Civic authorities go hi-tech with drones

Air safety and national security take precedence in the unique maping project undertaken by the Greater Chennai Corporation

Updated - April 03, 2018 07:32 am IST

Published - April 03, 2018 01:09 am IST - Chennai

Chennai’s pioneering drone mapping project is expected to have a significant impact on curbing encroachment of municipal property.

Chennai’s pioneering drone mapping project is expected to have a significant impact on curbing encroachment of municipal property.

Sixty feet up above the suburb of Saligramam, a hovering drone generated over 1,500 images of the locality one day recently. It was one of six such sophisticated machines that have been flying over the city over the past five months, collecting a wealth of detailed images. This is a unique project of the Greater Chennai Municipal Corporation (GCMC) under way.

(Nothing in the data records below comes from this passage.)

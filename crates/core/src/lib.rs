pub mod config;

pub use config::{AppConfig, AuthConfig, ConfigError, MailConfig, ServerConfig};
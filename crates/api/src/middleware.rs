use axum::{
    Json,
    extract::{Request, State},
    http::{HeaderMap, StatusCode},
    middleware::Next,
    response::{IntoResponse, Response},
};
use std::sync::Arc;

use crate::AppState;
use crate::error::MessageBody;
use flockkit_auth::{Claims, verify_token};

/// Extract and verify the bearer token from the Authorization header.
///
/// One-shot per request: absent header, bad signature, and lapsed expiry
/// all terminate with 403 and are never retried.
pub fn claims_from_headers(state: &AppState, headers: &HeaderMap) -> Result<Claims, Response> {
    let token = headers
        .get("Authorization")
        .and_then(|v| v.to_str().ok())
        .and_then(|v| v.strip_prefix("Bearer "))
        .ok_or_else(|| forbidden("Missing or invalid Authorization header"))?;

    verify_token(token, state.service.jwt_secret())
        .map_err(|_| forbidden("Missing or invalid authorization"))
}

fn forbidden(message: &str) -> Response {
    let body = MessageBody {
        message: message.to_string(),
    };
    (StatusCode::FORBIDDEN, Json(body)).into_response()
}

/// Middleware for bearer-protected routes: on success the decoded claims
/// are attached to the request for handlers to pick up.
pub async fn require_auth(
    State(state): State<Arc<AppState>>,
    mut request: Request,
    next: Next,
) -> Result<Response, Response> {
    let claims = claims_from_headers(&state, request.headers())?;

    request.extensions_mut().insert(claims);

    Ok(next.run(request).await)
}

/// Extractor for the verified session claims.
/// Use this in handlers behind [`require_auth`].
#[derive(Debug, Clone)]
pub struct AuthClaims(pub Claims);

impl<S> axum::extract::FromRequestParts<S> for AuthClaims
where
    S: Send + Sync,
{
    type Rejection = (StatusCode, Json<MessageBody>);

    async fn from_request_parts(
        parts: &mut axum::http::request::Parts,
        _state: &S,
    ) -> Result<Self, Self::Rejection> {
        parts
            .extensions
            .get::<Claims>()
            .cloned()
            .map(AuthClaims)
            .ok_or_else(|| {
                let body = MessageBody {
                    message: "Not authenticated".to_string(),
                };
                (StatusCode::FORBIDDEN, Json(body))
            })
    }
}
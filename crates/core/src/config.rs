use serde::Deserialize;
use std::path::Path;
use thiserror::Error;

#[derive(Debug, Error)]
pub enum ConfigError {
    #[error("Configuration load failed: {0}")]
    Load(#[from] config::ConfigError),

    #[error("auth.jwt_secret is required and must not be empty")]
    MissingJwtSecret,
}

#[derive(Debug, Deserialize, Clone)]
pub struct AppConfig {
    pub auth: AuthConfig,
    #[serde(default)]
    pub mail: MailConfig,
    #[serde(default)]
    pub server: ServerConfig,
}

#[derive(Debug, Deserialize, Clone)]
pub struct AuthConfig {
    /// Secret used to sign session tokens. Required; issuance fails closed
    /// when this is unset or empty, there is no built-in fallback value.
    pub jwt_secret: String,
    #[serde(default = "default_session_ttl")]
    pub session_ttl_seconds: i64,
    #[serde(default = "default_reset_token_ttl")]
    pub reset_token_ttl_seconds: i64,
}

#[derive(Debug, Deserialize, Clone)]
pub struct MailConfig {
    /// Base URL the reset/verification links point at.
    #[serde(default = "default_frontend_url")]
    pub frontend_url: String,
    #[serde(default = "default_sender")]
    pub sender: String,
}

#[derive(Debug, Deserialize, Clone)]
pub struct ServerConfig {
    #[serde(default = "default_host")]
    pub host: String,
    #[serde(default = "default_port")]
    pub port: u16,
}

impl Default for MailConfig {
    fn default() -> Self {
        Self {
            frontend_url: default_frontend_url(),
            sender: default_sender(),
        }
    }
}

impl Default for ServerConfig {
    fn default() -> Self {
        Self {
            host: default_host(),
            port: default_port(),
        }
    }
}

fn default_session_ttl() -> i64 {
    3600 // 1 hour
}

fn default_reset_token_ttl() -> i64 {
    3600 // 1 hour
}

fn default_frontend_url() -> String {
    "http://localhost:3000".to_string()
}

fn default_sender() -> String {
    "no-reply@flockkit.local".to_string()
}

fn default_host() -> String {
    "0.0.0.0".to_string()
}

fn default_port() -> u16 {
    8080
}

impl AppConfig {
    /// Load configuration from a TOML file
    pub fn from_file<P: AsRef<Path>>(path: P) -> Result<Self, ConfigError> {
        let config = config::Config::builder()
            .add_source(config::File::from(path.as_ref()))
            .build()?;

        let app_config: AppConfig = config.try_deserialize()?;
        app_config.validate()
    }

    /// Load configuration from flockkit.toml (optional) with environment
    /// variable overrides. Environment variables are prefixed with FLOCKKIT
    /// and use `__` between path segments, e.g. FLOCKKIT__AUTH__JWT_SECRET,
    /// FLOCKKIT__SERVER__PORT.
    pub fn load() -> Result<Self, ConfigError> {
        let config = config::Config::builder()
            .add_source(config::File::with_name("flockkit").required(false))
            .add_source(config::Environment::with_prefix("FLOCKKIT").separator("__"))
            .build()?;

        let app_config: AppConfig = config.try_deserialize()?;
        app_config.validate()
    }

    /// Reject configurations that would make token signing guessable.
    fn validate(self) -> Result<Self, ConfigError> {
        if self.auth.jwt_secret.trim().is_empty() {
            return Err(ConfigError::MissingJwtSecret);
        }
        Ok(self)
    }
}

Chennai’s pioneering drone mapping project is expected to have a significant impact on curbing encroachment of municipal property, penalising land-grabbing, and preventing tax evasion by owners who have under-assessed their property tax liability. It will also help improve disaster management plans and mitigate flooding.

“This is a great civic project,” says a technician on the team.

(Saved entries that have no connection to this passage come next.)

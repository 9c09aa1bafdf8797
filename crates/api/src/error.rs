use axum::{
    Json,
    http::StatusCode,
    response::{IntoResponse, Response},
};
use flockkit_auth::AuthError;
use serde::Serialize;

/// Validation failures come back as an array of field messages.
#[derive(Debug, Serialize)]
pub struct ValidationBody {
    pub errors: Vec<ValidationMessage>,
}

#[derive(Debug, Serialize)]
pub struct ValidationMessage {
    pub msg: String,
}

/// Domain misses and token failures carry a single message.
#[derive(Debug, Serialize)]
pub struct MessageBody {
    pub message: String,
}

/// Infrastructure failures are opaque to the client.
#[derive(Debug, Serialize)]
pub struct ErrorBody {
    pub error: String,
}

/// Single mapping from the lifecycle error taxonomy onto HTTP responses.
/// Every handler funnels through this, so a request always gets a response
/// and a 500 body never carries internal detail.
pub struct ApiError(pub AuthError);

impl From<AuthError> for ApiError {
    fn from(err: AuthError) -> Self {
        ApiError(err)
    }
}

impl IntoResponse for ApiError {
    fn into_response(self) -> Response {
        match self.0 {
            AuthError::Validation(messages) => {
                let body = ValidationBody {
                    errors: messages
                        .into_iter()
                        .map(|msg| ValidationMessage { msg })
                        .collect(),
                };
                (StatusCode::BAD_REQUEST, Json(body)).into_response()
            }
            // Same shape and message for unknown email and wrong password.
            err @ (AuthError::InvalidCredentials | AuthError::Unverified) => {
                let body = ValidationBody {
                    errors: vec![ValidationMessage {
                        msg: err.to_string(),
                    }],
                };
                (StatusCode::BAD_REQUEST, Json(body)).into_response()
            }
            AuthError::InvalidToken(message) => {
                let body = MessageBody {
                    message: message.to_string(),
                };
                (StatusCode::BAD_REQUEST, Json(body)).into_response()
            }
            AuthError::NotFound(what) => {
                let body = MessageBody {
                    message: format!("{what} not found"),
                };
                (StatusCode::NOT_FOUND, Json(body)).into_response()
            }
            AuthError::Forbidden | AuthError::TokenValidation(_) | AuthError::TokenExpired => {
                let body = MessageBody {
                    message: "Missing or invalid authorization".to_string(),
                };
                (StatusCode::FORBIDDEN, Json(body)).into_response()
            }
            err => {
                tracing::error!(error = %err, "request failed");
                let body = ErrorBody {
                    error: "Internal server error".to_string(),
                };
                (StatusCode::INTERNAL_SERVER_ERROR, Json(body)).into_response()
            }
        }
    }
}
use crate::{Account, AccountKind, AccountStore, Result, StoreError};
use async_trait::async_trait;
use chrono::{DateTime, Utc};
use std::collections::HashMap;
use tokio::sync::RwLock;
use uuid::Uuid;

/// In-memory account store.
///
/// A `RwLock`-guarded map keyed by account id. Every mutation happens under
/// one write-lock acquisition, which gives the conditional token updates
/// their atomicity.
#[derive(Default)]
pub struct MemoryStore {
    accounts: RwLock<HashMap<Uuid, Account>>,
}

impl MemoryStore {
    pub fn new() -> Self {
        Self::default()
    }
}

#[async_trait]
impl AccountStore for MemoryStore {
    async fn insert(&self, account: Account) -> Result<Account> {
        let mut accounts = self.accounts.write().await;
        for existing in accounts.values() {
            if existing.kind != account.kind {
                continue;
            }
            if existing.email == account.email {
                return Err(StoreError::DuplicateEmail);
            }
            if existing.username == account.username {
                return Err(StoreError::DuplicateUsername);
            }
        }
        accounts.insert(account.id, account.clone());
        Ok(account)
    }

    async fn find_by_id(&self, id: Uuid) -> Result<Option<Account>> {
        Ok(self.accounts.read().await.get(&id).cloned())
    }

    async fn find_by_email(&self, kind: AccountKind, email: &str) -> Result<Option<Account>> {
        Ok(self
            .accounts
            .read()
            .await
            .values()
            .find(|a| a.kind == kind && a.email == email)
            .cloned())
    }

    async fn find_by_reset_token(&self, token: &str) -> Result<Option<Account>> {
        Ok(self
            .accounts
            .read()
            .await
            .values()
            .find(|a| a.reset_token.as_deref() == Some(token))
            .cloned())
    }

    async fn find_by_verification_token(&self, token: &str) -> Result<Option<Account>> {
        Ok(self
            .accounts
            .read()
            .await
            .values()
            .find(|a| a.verification_token.as_deref() == Some(token))
            .cloned())
    }

    async fn replace_reset_token(
        &self,
        id: Uuid,
        previous: Option<&str>,
        token: Option<String>,
        expires_at: Option<DateTime<Utc>>,
    ) -> Result<()> {
        let mut accounts = self.accounts.write().await;
        let account = accounts.get_mut(&id).ok_or(StoreError::AccountNotFound)?;
        if account.reset_token.as_deref() != previous {
            return Err(StoreError::TokenConflict);
        }
        account.reset_token = token;
        account.reset_token_expires_at = expires_at;
        account.updated_at = Utc::now();
        Ok(())
    }

    async fn consume_reset_token(&self, id: Uuid, token: &str, new_hash: String) -> Result<()> {
        let mut accounts = self.accounts.write().await;
        let account = accounts.get_mut(&id).ok_or(StoreError::AccountNotFound)?;
        if account.reset_token.as_deref() != Some(token) {
            return Err(StoreError::TokenConflict);
        }
        account.password_hash = new_hash;
        account.reset_token = None;
        account.reset_token_expires_at = None;
        account.updated_at = Utc::now();
        Ok(())
    }

    async fn consume_verification_token(&self, id: Uuid, token: &str) -> Result<()> {
        let mut accounts = self.accounts.write().await;
        let account = accounts.get_mut(&id).ok_or(StoreError::AccountNotFound)?;
        if account.verification_token.as_deref() != Some(token) {
            return Err(StoreError::TokenConflict);
        }
        account.verification_token = None;
        account.is_verified = true;
        account.updated_at = Utc::now();
        Ok(())
    }
}

#[cfg(test)]
mod tests {
    use super::*;
    use chrono::Duration;

    fn member(email: &str, username: &str) -> Account {
        Account::new(
            AccountKind::Member,
            email.to_string(),
            username.to_string(),
            "$argon2id$stub".to_string(),
            "member".to_string(),
            Some(format!("verify-{username}")),
        )
    }

    #[tokio::test]
    async fn test_insert_rejects_duplicate_email_per_kind() {
        let store = MemoryStore::new();
        store.insert(member("a@example.com", "a")).await.unwrap();

        let err = store
            .insert(member("a@example.com", "b"))
            .await
            .unwrap_err();
        assert!(matches!(err, StoreError::DuplicateEmail));

        // Same email under the other kind is a different namespace.
        let mut user = member("a@example.com", "a");
        user.kind = AccountKind::User;
        store.insert(user).await.unwrap();
    }

    #[tokio::test]
    async fn test_insert_rejects_duplicate_username() {
        let store = MemoryStore::new();
        store.insert(member("a@example.com", "same")).await.unwrap();
        let err = store
            .insert(member("b@example.com", "same"))
            .await
            .unwrap_err();
        assert!(matches!(err, StoreError::DuplicateUsername));
    }

    #[tokio::test]
    async fn test_replace_reset_token_is_conditional() {
        let store = MemoryStore::new();
        let acct = store.insert(member("a@example.com", "a")).await.unwrap();
        let expires = Utc::now() + Duration::hours(1);

        store
            .replace_reset_token(acct.id, None, Some("first".to_string()), Some(expires))
            .await
            .unwrap();

        // A second writer still expecting no token loses the race.
        let err = store
            .replace_reset_token(acct.id, None, Some("second".to_string()), Some(expires))
            .await
            .unwrap_err();
        assert!(matches!(err, StoreError::TokenConflict));

        // Matching the current value succeeds.
        store
            .replace_reset_token(acct.id, Some("first"), Some("second".to_string()), Some(expires))
            .await
            .unwrap();
        let found = store.find_by_reset_token("second").await.unwrap().unwrap();
        assert_eq!(found.id, acct.id);
        assert!(store.find_by_reset_token("first").await.unwrap().is_none());
    }

    #[tokio::test]
    async fn test_consume_reset_token_clears_token_and_expiry() {
        let store = MemoryStore::new();
        let acct = store.insert(member("a@example.com", "a")).await.unwrap();
        store
            .replace_reset_token(
                acct.id,
                None,
                Some("tok".to_string()),
                Some(Utc::now() + Duration::hours(1)),
            )
            .await
            .unwrap();

        store
            .consume_reset_token(acct.id, "tok", "$argon2id$new".to_string())
            .await
            .unwrap();

        let updated = store.find_by_id(acct.id).await.unwrap().unwrap();
        assert_eq!(updated.password_hash, "$argon2id$new");
        assert!(updated.reset_token.is_none());
        assert!(updated.reset_token_expires_at.is_none());

        // Consuming again fails: the token did not survive the reset.
        let err = store
            .consume_reset_token(acct.id, "tok", "$argon2id$other".to_string())
            .await
            .unwrap_err();
        assert!(matches!(err, StoreError::TokenConflict));
    }

    #[tokio::test]
    async fn test_consume_verification_token_is_single_use() {
        let store = MemoryStore::new();
        let acct = store.insert(member("a@example.com", "a")).await.unwrap();
        let token = acct.verification_token.clone().unwrap();

        store.consume_verification_token(acct.id, &token).await.unwrap();

        let updated = store.find_by_id(acct.id).await.unwrap().unwrap();
        assert!(updated.is_verified);
        assert!(updated.verification_token.is_none());
        assert!(store
            .find_by_verification_token(&token)
            .await
            .unwrap()
            .is_none());

        let err = store
            .consume_verification_token(acct.id, &token)
            .await
            .unwrap_err();
        assert!(matches!(err, StoreError::TokenConflict));
    }
}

Images have so far been captured from 12 wards of the Madhavaram zone, 15 wards of the Tondiarpet zone, 15 wards of the Thiru-Vi-Ka Nagar zone, 15 wards of the Ambattur zone, 15 wards of Anna Nagar zone, and a part of Royapuram zone covering seven wards.

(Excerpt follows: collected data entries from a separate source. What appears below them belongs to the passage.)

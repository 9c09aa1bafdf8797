use chrono::{Duration, Utc};
use flockkit_store::{Account, AccountKind};
use jsonwebtoken::{DecodingKey, EncodingKey, Header, Validation, decode, encode};
use serde::{Deserialize, Serialize};

use crate::error::{AuthError, Result};

/// Claims carried by a session token.
#[derive(Debug, Serialize, Deserialize, Clone)]
pub struct Claims {
    /// Subject (account id)
    pub sub: String,
    pub username: String,
    pub email: String,
    pub role: String,
    pub kind: AccountKind,
    /// Issued at (timestamp)
    pub iat: i64,
    /// Expiration time (timestamp)
    pub exp: i64,
}

impl Claims {
    pub fn new(account: &Account, ttl_seconds: i64) -> Self {
        let now = Utc::now();
        let expiration = now + Duration::seconds(ttl_seconds);

        Self {
            sub: account.id.to_string(),
            username: account.username.clone(),
            email: account.email.clone(),
            role: account.role.clone(),
            kind: account.kind,
            iat: now.timestamp(),
            exp: expiration.timestamp(),
        }
    }

    pub fn is_expired(&self) -> bool {
        Utc::now().timestamp() > self.exp
    }
}

/// Issue a signed session token for an authenticated account.
///
/// The secret comes from configuration; config load already rejected empty
/// secrets, and this guards the same invariant for direct construction.
pub fn issue_token(account: &Account, secret: &str, ttl_seconds: i64) -> Result<String> {
    if secret.trim().is_empty() {
        return Err(AuthError::TokenGeneration(
            "signing secret is not configured".to_string(),
        ));
    }

    let claims = Claims::new(account, ttl_seconds);

    encode(
        &Header::default(),
        &claims,
        &EncodingKey::from_secret(secret.as_bytes()),
    )
    .map_err(|e| AuthError::TokenGeneration(e.to_string()))
}

/// Verify a session token's signature and expiry and return its claims.
pub fn verify_token(token: &str, secret: &str) -> Result<Claims> {
    let token_data = decode::<Claims>(
        token,
        &DecodingKey::from_secret(secret.as_bytes()),
        &Validation::default(),
    )
    .map_err(|e| AuthError::TokenValidation(e.to_string()))?;

    let claims = token_data.claims;

    if claims.is_expired() {
        return Err(AuthError::TokenExpired);
    }

    Ok(claims)
}

#[cfg(test)]
mod tests {
    use super::*;

    fn account() -> Account {
        Account::new(
            AccountKind::User,
            "admin@example.com".to_string(),
            "admin".to_string(),
            "$argon2id$stub".to_string(),
            "admin".to_string(),
            None,
        )
    }

    #[test]
    fn test_issue_and_verify_round_trip() {
        let secret = "test_secret";
        let acct = account();

        let token = issue_token(&acct, secret, 3600).unwrap();
        let claims = verify_token(&token, secret).unwrap();

        assert_eq!(claims.sub, acct.id.to_string());
        assert_eq!(claims.username, "admin");
        assert_eq!(claims.email, "admin@example.com");
        assert_eq!(claims.role, "admin");
        assert_eq!(claims.kind, AccountKind::User);
        assert!(claims.exp > claims.iat);
    }

    #[test]
    fn test_wrong_secret_rejected() {
        let token = issue_token(&account(), "correct_secret", 3600).unwrap();
        assert!(verify_token(&token, "wrong_secret").is_err());
    }

    #[test]
    fn test_expired_token_rejected() {
        let token = issue_token(&account(), "test_secret", -60).unwrap();
        assert!(verify_token(&token, "test_secret").is_err());
    }

    #[test]
    fn test_empty_secret_fails_closed() {
        let result = issue_token(&account(), "", 3600);
        assert!(matches!(result, Err(AuthError::TokenGeneration(_))));
        assert!(matches!(
            issue_token(&account(), "   ", 3600),
            Err(AuthError::TokenGeneration(_))
        ));
    }
}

Personnel associated with the project say the original proposal recommended satellite imagery. “Later they opted for a drone survey. The technology is advanced,” says the technician.

Crucial phase

Starting April, the drones started another crucial phase of surveying civic infrastructure.

This is a challenging part because of concerns related to air safety and national security.

Work in the ‘funnel areas’ along flight paths at the Chennai International Airport, for example, is carried out for less than an hour a day.

Originally launched with a 120-day deadline, the project has slowed down into its 5th month.

“All our operations are based on the directions of the airport authorities. We have posted one engineer in the Air Traffic Control to communicate in real time,” says R. Lalitha, Chennai Corporation Deputy Commissioner-Revenue and Finance, who is the head of operations.

Additionally,day-to-day clearance is sought from Defence and Naval officials.

Another type of drone with four propellers is used to survey the ‘funnel areas’ as it can take off and land within the shortest possible time after air safety clearance, officials said. But the drones with four propellers can capture fewer images, slowing the project.

“Our engineers are working hard to prove that the drone survey is safe, before getting permission to continue the survey in the area covering 47.75 sq. km. within a radius 5 km from the airport,” says Srinivasan, a GIS expert with the Chennai Corporation.

Other issues are taken into consideration. “A hexacopter drone (with six propellers) has the capacity to capture images from a height of 200 metres. But we are recording five images a second from a maximum height of 60 m since Defence officials imposed certain restrictions for strategic reasons,” said a technician.

A few weeks ago, operations were suspended for three days during Prime Minister Narendra Modi’s visit.

Vetted images

A team will visit Delhi next month to collect a first batch of vetted images, and hand over a second set of images at that time, to the Defence Ministry. The Ministry is expected to account for sensitive locations and give the images back to the Chennai Corporation.

As computerisation of land records is under way, civic officials are waiting for the vetted digital images to overlay them on the cadastral maps that represent all registered plots of land in the city.

“Encroachments will be identified by overlaying the cadastral map with the digital images,” says an official.

“We will even be able to check changes in the meandering flow of the Cooum, the Adyar and the Kosasthalaiyar rivers.”